WORK INSTRUCTIONS:
Look through the lines below; wherever the word "transposed" appears, copy that line.

RECORDS PROVIDED:

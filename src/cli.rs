use clap::Parser;

/// Scratchcard analyzer CLI options
#[derive(Parser, Debug)]
#[command(author, version, about, long_about = None)]
pub struct Cli {
    /// Path to a JSON card file
    pub card_path: String,

    /// Emit the report as a JSON document instead of a tab-separated line
    #[arg(long)]
    pub json: bool,

    /// Also compute the constrained bad-letter distribution
    #[arg(long)]
    pub constrained: bool,

    /// Log extra detail while analyzing
    #[arg(short, long)]
    pub verbose: bool,
}

#[must_use]
pub fn parse_cli() -> Cli {
    Cli::parse()
}
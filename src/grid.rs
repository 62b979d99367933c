/// Extracts every word from a card layout, horizontal words first, then
/// vertical words, each group in reading order.
///
/// A word is a maximal run of non-blank characters longer than one character;
/// `'.'` marks a blank cell. Whether the letters themselves are legal is the
/// card validator's concern, not ours.
pub fn extract_words(layout: &[String]) -> Vec<String> {
    let mut words = row_words(layout);
    words.extend(row_words(&transpose(layout)));
    words
}

fn row_words(rows: &[String]) -> Vec<String> {
    let mut words = Vec::new();
    for row in rows {
        for run in row.split('.') {
            if run.len() > 1 {
                words.push(run.to_string());
            }
        }
    }
    words
}

/// Turns column `i` into row `i`. Rows longer than the shortest row are
/// truncated, matching zip semantics; on rectangular grids this is an
/// involution.
pub fn transpose(rows: &[String]) -> Vec<String> {
    let width = rows.iter().map(|row| row.chars().count()).min().unwrap_or(0);
    let mut columns = vec![String::new(); width];
    for row in rows {
        for (column, c) in columns.iter_mut().zip(row.chars()) {
            column.push(c);
        }
    }
    columns
}

#[cfg(test)]
mod tests {
    use super::*;

    fn layout(rows: &[&str]) -> Vec<String> {
        rows.iter().map(|row| row.to_string()).collect()
    }

    #[test]
    fn test_single_letter_runs_are_discarded() {
        // "s" and "j" are blanks-separated single letters, not words
        let words = extract_words(&layout(&["vase..s..j."]));
        assert_eq!(words, vec!["vase".to_string()]);
    }

    #[test]
    fn test_row_without_blanks_is_one_word() {
        let words = extract_words(&layout(&["vase"]));
        assert_eq!(words, vec!["vase".to_string()]);
    }

    #[test]
    fn test_all_blank_row_yields_no_words() {
        assert!(extract_words(&layout(&["....."])).is_empty());
    }

    #[test]
    fn test_only_single_letters_yields_no_words() {
        assert!(extract_words(&layout(&["a.b.c"])).is_empty());
    }

    #[test]
    fn test_horizontal_words_come_before_vertical_words() {
        let words = extract_words(&layout(&["ab", "cd"]));
        assert_eq!(
            words,
            vec![
                "ab".to_string(),
                "cd".to_string(),
                "ac".to_string(),
                "bd".to_string(),
            ]
        );
    }

    #[test]
    fn test_vertical_word_spans_blank_free_column() {
        let words = extract_words(&layout(&["a.", "b.", "c."]));
        assert_eq!(words, vec!["abc".to_string()]);
    }

    #[test]
    fn test_transpose_rectangle() {
        let transposed = transpose(&layout(&["abc", "def"]));
        assert_eq!(transposed, layout(&["ad", "be", "cf"]));
    }

    #[test]
    fn test_transpose_twice_restores_rectangle() {
        let grid = layout(&["ab.d", ".fgh", "ijk."]);
        assert_eq!(transpose(&transpose(&grid)), grid);
    }

    #[test]
    fn test_transpose_truncates_to_shortest_row() {
        let transposed = transpose(&layout(&["abc", "de"]));
        assert_eq!(transposed, layout(&["ad", "be"]));
    }

    #[test]
    fn test_transpose_empty_grid() {
        assert!(transpose(&[]).is_empty());
    }
}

SOLUTION TO THIS PROBLEM:
        let transposed = transpose(&layout(&["abc", "def"]));
        assert_eq!(transposed, layout(&["ad", "be", "cf"]));
        let transposed = transpose(&layout(&["abc", "de"]));
        assert_eq!(transposed, layout(&["ad", "be"]));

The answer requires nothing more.